Go line by line through the listing below and copy those that hold "CollectionTag".

▶ [Supplied material]:
———

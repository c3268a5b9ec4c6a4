//! Merging retrieval output into one bounded prompt context.

use std::collections::HashMap;
use std::sync::Arc;

use tracing::debug;

use nlq_core::{RetrievalResult, SchemaInfo, ScoredDocument};

use crate::conversation::{ConversationState, Turn};

/// Everything the prompt builder needs, already deduplicated and
/// capped. Schema and history ride outside the document cap.
pub struct BoundedContext {
    pub schema: Arc<SchemaInfo>,
    pub documents: Vec<ScoredDocument>,
    pub history: Vec<Turn>,
}

/// Merges the per-collection retrieval results into a bounded context.
///
/// Duplicate content across collections collapses to the copy with the
/// highest fused score, then a global cap keeps the best of what
/// remains.
pub struct ContextMerger {
    cap: usize,
}

impl ContextMerger {
    pub fn new(cap: usize) -> Self {
        Self { cap }
    }

    pub fn merge(
        &self,
        schema: Arc<SchemaInfo>,
        results: Vec<RetrievalResult>,
        conversation: &ConversationState,
    ) -> BoundedContext {
        let mut by_hash: HashMap<[u8; 32], ScoredDocument> = HashMap::new();

        for result in results {
            for hit in result.hits {
                let hash = hit.document.dedup_hash();
                match by_hash.get(&hash) {
                    Some(existing) if existing.score >= hit.score => {}
                    _ => {
                        by_hash.insert(hash, hit);
                    }
                }
            }
        }

        let mut documents: Vec<ScoredDocument> = by_hash.into_values().collect();
        documents.sort_by(|a, b| {
            b.score
                .partial_cmp(&a.score)
                .unwrap_or(std::cmp::Ordering::Equal)
                .then_with(|| a.document.id.cmp(&b.document.id))
        });
        documents.truncate(self.cap);

        debug!("Merged context: {} documents after dedup and cap", documents.len());

        BoundedContext {
            schema,
            documents,
            history: conversation.turns().cloned().collect(),
        }
    }
}

#[cfg(test)]
mod tests {
    use super::*;
    use nlq_core::{CollectionTag, Document};

    fn result(tag: CollectionTag, hits: Vec<(&str, f32)>) -> RetrievalResult {
        RetrievalResult {
            collection: tag,
            hits: hits
                .into_iter()
                .map(|(content, score)| ScoredDocument {
                    document: Document::new(tag, content),
                    score,
                })
                .collect(),
        }
    }

    fn empty_schema() -> Arc<SchemaInfo> {
        Arc::new(SchemaInfo { tables: vec![] })
    }

    #[test]
    fn test_duplicate_content_keeps_highest_score() {
        let merger = ContextMerger::new(20);
        let results = vec![
            result(CollectionTag::Terminology, vec![("revenue is gross sales", 0.4)]),
            result(CollectionTag::Knowledge, vec![("revenue is gross sales", 0.9)]),
        ];

        let context = merger.merge(empty_schema(), results, &ConversationState::new(5));
        assert_eq!(context.documents.len(), 1);
        assert_eq!(context.documents[0].score, 0.9);
    }

    #[test]
    fn test_cap_keeps_best_by_score() {
        let merger = ContextMerger::new(2);
        let results = vec![result(
            CollectionTag::Knowledge,
            vec![("a", 0.1), ("b", 0.9), ("c", 0.5)],
        )];

        let context = merger.merge(empty_schema(), results, &ConversationState::new(5));
        assert_eq!(context.documents.len(), 2);
        assert_eq!(context.documents[0].document.content, "b");
        assert_eq!(context.documents[1].document.content, "c");
    }

    #[test]
    fn test_history_rides_outside_the_cap() {
        let merger = ContextMerger::new(1);
        let mut conversation = ConversationState::new(5);
        conversation.push(Turn {
            question: "q1".to_string(),
            sql: "SELECT 1".to_string(),
            result_summary: "1 row".to_string(),
        });
        conversation.push(Turn {
            question: "q2".to_string(),
            sql: "SELECT 2".to_string(),
            result_summary: "1 row".to_string(),
        });

        let results = vec![result(CollectionTag::Knowledge, vec![("a", 0.1), ("b", 0.2)])];
        let context = merger.merge(empty_schema(), results, &conversation);

        assert_eq!(context.documents.len(), 1);
        assert_eq!(context.history.len(), 2);
    }

    #[test]
    fn test_empty_results_yield_empty_context() {
        let merger = ContextMerger::new(20);
        let results = vec![
            RetrievalResult::empty(CollectionTag::Terminology),
            RetrievalResult::empty(CollectionTag::SqlExample),
            RetrievalResult::empty(CollectionTag::Knowledge),
        ];
        let context = merger.merge(empty_schema(), results, &ConversationState::new(5));
        assert!(context.documents.is_empty());
    }
}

———

▶ [Solution for this exercise]:
    use nlq_core::{CollectionTag, Document};
    fn result(tag: CollectionTag, hits: Vec<(&str, f32)>) -> RetrievalResult {
            result(CollectionTag::Terminology, vec![("revenue is gross sales", 0.4)]),
            result(CollectionTag::Knowledge, vec![("revenue is gross sales", 0.9)]),
            CollectionTag::Knowledge,
        let results = vec![result(CollectionTag::Knowledge, vec![("a", 0.1), ("b", 0.2)])];
            RetrievalResult::empty(CollectionTag::Terminology),
            RetrievalResult::empty(CollectionTag::SqlExample),
            RetrievalResult::empty(CollectionTag::Knowledge),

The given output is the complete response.